Whether you call it "Western Culture" or "European Civilization" or simply the "Judeo-Christian Tradition", including much of North America and places like Australia, this stream of history has been an incredibly creative one.
According to the second Arab Human Development Report, which was written in 2003 for the United Nations Development Program by a group of courageous Arab social scientists, between 1980 and 1999, Arab countries produced 171 international patents. South Korea alone during that same period registered 16,328 patents. Hewlett-Packard registers, on average, eleven new patents a day. The average number of scientists and engineers working in research and development in the Arab countries is 371 per million people, while the world average, including countries in Africa, Asia, and Latin America, is 979, the report said. This helps to explain why although massive amounts of foreign technology are imported to the Arab regions, very little of it is internalized or supplanted by Arab innovations. Between 1995 and 1996, as many as 25 percent of the university graduates produced in the Arab world immigrated to some Western country. There are just 18 computers per 1,000 people in the Arab region today, compared with the global average of 78.3 per 1,000, and only 1.6 percent of the Arab population has Internet access. While Arabs represent almost five percent of the world's population, the report said, they produce only one percent of the books published. Of the 88 million unemployed males between fifteen and twenty-four worldwide, almost 26 percent are in the Middle East and North Africa, according to an International Labor Organization study (Associated Press, December 26, 2004).

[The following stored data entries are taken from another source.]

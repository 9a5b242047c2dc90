use std::path::Path;

use crate::shared::frame::Frame;
use crate::shared::video_metadata::FrameSize;

/// Reads and writes single still images. The file format follows the
/// path's extension.
pub trait ImageCodec: Send {
    fn read(&self, path: &Path) -> Result<Frame, Box<dyn std::error::Error>>;

    /// Reads only the header to learn the image dimensions.
    fn dimensions(&self, path: &Path) -> Result<FrameSize, Box<dyn std::error::Error>>;

    fn write(&self, path: &Path, frame: &Frame) -> Result<(), Box<dyn std::error::Error>>;
}
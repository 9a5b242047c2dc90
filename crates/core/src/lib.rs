//! Frame-stream processing: pull frames from a video file, capture device
//! or image list, run an optional per-frame transform, and write the result
//! to a video file or numbered images, with optional preview windows.

pub mod display;
pub mod pipeline;
pub mod shared;
pub mod video;

pub use pipeline::driver_error::DriverError;
pub use pipeline::frame_stream_driver::FrameStreamDriver;
pub use pipeline::frame_transform::FrameProcessor;
pub use pipeline::output_sink::VideoOutput;
pub use pipeline::run_summary::{FrameErrorPolicy, RunSummary, StopHandle, StopReason};
pub use shared::fourcc::FourCc;
pub use shared::frame::Frame;
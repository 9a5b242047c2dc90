/// Extensions recognised as still images when listing an image directory.
pub const IMAGE_EXTENSIONS: &[&str] = &["jpg", "jpeg", "png", "bmp", "tiff", "tif", "webp"];

/// Digits used for numbered image output when the caller does not choose.
pub const DEFAULT_IMAGE_DIGITS: i32 = 3;

/// Granularity of the headless cancel poll.
pub const CANCEL_POLL_INTERVAL_MS: u64 = 10;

This trend continues despite the fact that the Arab nations are wealthier than not only the average nation, but also wealthier than even the average developed nation. In fact, Arab wealth allows them to enjoy the fruit of Western technology: in Dubai, what will soon be the world's tallest building is being built - with engineers and architects from Europe and America, who quickly discovered that local builders were not up to the task.
The excess of wealth in the Arab nations is used to enjoy Western technology, but not to help or advance human needs: when the Tsunami struck a number of Islamic nations, disaster relief and humanitarian aid came largely from Europe and America, with only a trickle from the Arab world.
In contrast with the West, Arabic culture seems to have shut down its creative capabilities.